BEGIN Records provided

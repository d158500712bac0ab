//! User model and role-based authorization

use serde::{Deserialize, Serialize};

use super::enums::Role;
use crate::error::{AppError, AppResult};

/// Library account, owned by the auth service
#[derive(Debug, Clone, PartialEq, Eq, Serialize, Deserialize)]
#[serde(rename_all = "camelCase")]
pub struct User {
    pub id: String,
    pub name: String,
    pub email: String,
    pub role: Role,
    #[serde(default, skip_serializing_if = "Option::is_none")]
    pub profile_picture: Option<String>,
}

impl User {
    pub fn is_admin(&self) -> bool {
        self.role == Role::Admin
    }
}

/// Store operations subject to authorization
#[derive(Debug, Clone, Copy, PartialEq, Eq)]
pub enum Operation {
    BorrowBook,
    ReturnBook,
    RenewLoan,
    RequestBook,
    DecideRequest,
    ManageCatalog,
    MarkNotificationRead,
    ViewAccount,
    ViewAdminSummary,
}

/// Who may perform an operation.
#[derive(Debug, Clone, Copy, PartialEq, Eq)]
enum Audience {
    Anyone,
    SignedIn,
    Admin,
}

impl Operation {
    fn audience(self) -> Audience {
        match self {
            Operation::ReturnBook | Operation::MarkNotificationRead => Audience::Anyone,
            Operation::BorrowBook
            | Operation::RenewLoan
            | Operation::RequestBook
            | Operation::ViewAccount => Audience::SignedIn,
            Operation::DecideRequest | Operation::ManageCatalog | Operation::ViewAdminSummary => {
                Audience::Admin
            }
        }
    }
}

/// Single authorization predicate consulted by every store operation
pub fn can_perform(user: Option<&User>, operation: Operation) -> bool {
    match operation.audience() {
        Audience::Anyone => true,
        Audience::SignedIn => user.is_some(),
        Audience::Admin => user.is_some_and(User::is_admin),
    }
}

/// [`can_perform`], reported as an error naming the missing capability
pub fn authorize(user: Option<&User>, operation: Operation) -> AppResult<()> {
    if can_perform(user, operation) {
        return Ok(());
    }
    match user {
        None => Err(AppError::unauthenticated()),
        Some(user) => Err(AppError::Authorization(format!(
            "Role {} may not perform {:?}",
            user.role, operation
        ))),
    }
}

END Records provided

§ **What the task requires**
Your output is to be the lines of the listing, exact and complete, starting at the first and ending with the line that contains "pub fn is_admin(&self)".

§ **Expected output**
repository d158500712bac0ab
//! User model and role-based authorization

use serde::{Deserialize, Serialize};

use super::enums::Role;
use crate::error::{AppError, AppResult};

/// Library account, owned by the auth service
#[derive(Debug, Clone, PartialEq, Eq, Serialize, Deserialize)]
#[serde(rename_all = "camelCase")]
pub struct User {
    pub id: String,
    pub name: String,
    pub email: String,
    pub role: Role,
    #[serde(default, skip_serializing_if = "Option::is_none")]
    pub profile_picture: Option<String>,
}

impl User {
    pub fn is_admin(&self) -> bool {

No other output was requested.